RECORDED INFORMATION:
-- Opening Marker --

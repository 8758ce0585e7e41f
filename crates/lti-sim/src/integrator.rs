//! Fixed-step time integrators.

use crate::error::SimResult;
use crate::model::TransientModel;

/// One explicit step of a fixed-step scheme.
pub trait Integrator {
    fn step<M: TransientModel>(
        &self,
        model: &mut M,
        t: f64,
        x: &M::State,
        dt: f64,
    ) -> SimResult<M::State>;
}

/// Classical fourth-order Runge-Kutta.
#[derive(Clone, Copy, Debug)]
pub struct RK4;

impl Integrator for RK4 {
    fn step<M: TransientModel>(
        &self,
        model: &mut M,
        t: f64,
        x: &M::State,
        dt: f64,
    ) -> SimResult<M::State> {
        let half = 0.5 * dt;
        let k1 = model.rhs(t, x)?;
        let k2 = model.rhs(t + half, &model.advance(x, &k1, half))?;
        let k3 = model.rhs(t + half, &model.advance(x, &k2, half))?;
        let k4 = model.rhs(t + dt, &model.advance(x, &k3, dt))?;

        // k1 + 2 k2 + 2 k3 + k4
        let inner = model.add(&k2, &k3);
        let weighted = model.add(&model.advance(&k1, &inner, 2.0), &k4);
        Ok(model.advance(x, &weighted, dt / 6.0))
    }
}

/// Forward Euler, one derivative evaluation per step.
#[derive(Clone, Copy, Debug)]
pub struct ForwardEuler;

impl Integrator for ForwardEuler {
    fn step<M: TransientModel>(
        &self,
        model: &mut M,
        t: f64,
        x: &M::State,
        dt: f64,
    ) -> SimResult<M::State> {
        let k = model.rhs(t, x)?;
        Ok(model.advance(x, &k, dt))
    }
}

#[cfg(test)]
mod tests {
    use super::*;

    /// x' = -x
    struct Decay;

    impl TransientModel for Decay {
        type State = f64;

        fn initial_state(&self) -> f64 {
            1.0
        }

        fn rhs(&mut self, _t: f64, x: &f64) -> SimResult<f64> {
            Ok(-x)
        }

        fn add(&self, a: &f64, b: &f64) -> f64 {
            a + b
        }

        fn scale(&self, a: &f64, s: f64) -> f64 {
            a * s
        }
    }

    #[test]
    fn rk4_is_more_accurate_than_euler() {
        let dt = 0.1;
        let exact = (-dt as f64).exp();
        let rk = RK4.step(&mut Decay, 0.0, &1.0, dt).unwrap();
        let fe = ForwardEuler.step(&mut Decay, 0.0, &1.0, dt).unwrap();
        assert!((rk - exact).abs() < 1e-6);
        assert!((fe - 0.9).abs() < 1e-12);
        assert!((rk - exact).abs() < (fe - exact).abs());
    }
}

-- Closing Marker --

TASK DETAILS: Quote exactly the opening line of the material above and every line after it, up to and including the line that contains "let exact = (-dt as f64).exp();".

TASK ANSWER:
repository 8758ce0585e7e41f
filename crates/lti-sim/src/integrator.rs
//! Fixed-step time integrators.

use crate::error::SimResult;
use crate::model::TransientModel;

/// One explicit step of a fixed-step scheme.
pub trait Integrator {
    fn step<M: TransientModel>(
        &self,
        model: &mut M,
        t: f64,
        x: &M::State,
        dt: f64,
    ) -> SimResult<M::State>;
}

/// Classical fourth-order Runge-Kutta.
#[derive(Clone, Copy, Debug)]
pub struct RK4;

impl Integrator for RK4 {
    fn step<M: TransientModel>(
        &self,
        model: &mut M,
        t: f64,
        x: &M::State,
        dt: f64,
    ) -> SimResult<M::State> {
        let half = 0.5 * dt;
        let k1 = model.rhs(t, x)?;
        let k2 = model.rhs(t + half, &model.advance(x, &k1, half))?;
        let k3 = model.rhs(t + half, &model.advance(x, &k2, half))?;
        let k4 = model.rhs(t + dt, &model.advance(x, &k3, dt))?;

        // k1 + 2 k2 + 2 k3 + k4
        let inner = model.add(&k2, &k3);
        let weighted = model.add(&model.advance(&k1, &inner, 2.0), &k4);
        Ok(model.advance(x, &weighted, dt / 6.0))
    }
}

/// Forward Euler, one derivative evaluation per step.
#[derive(Clone, Copy, Debug)]
pub struct ForwardEuler;

impl Integrator for ForwardEuler {
    fn step<M: TransientModel>(
        &self,
        model: &mut M,
        t: f64,
        x: &M::State,
        dt: f64,
    ) -> SimResult<M::State> {
        let k = model.rhs(t, x)?;
        Ok(model.advance(x, &k, dt))
    }
}

#[cfg(test)]
mod tests {
    use super::*;

    /// x' = -x
    struct Decay;

    impl TransientModel for Decay {
        type State = f64;

        fn initial_state(&self) -> f64 {
            1.0
        }

        fn rhs(&mut self, _t: f64, x: &f64) -> SimResult<f64> {
            Ok(-x)
        }

        fn add(&self, a: &f64, b: &f64) -> f64 {
            a + b
        }

        fn scale(&self, a: &f64, s: f64) -> f64 {
            a * s
        }
    }

    #[test]
    fn rk4_is_more_accurate_than_euler() {
        let dt = 0.1;
        let exact = (-dt as f64).exp();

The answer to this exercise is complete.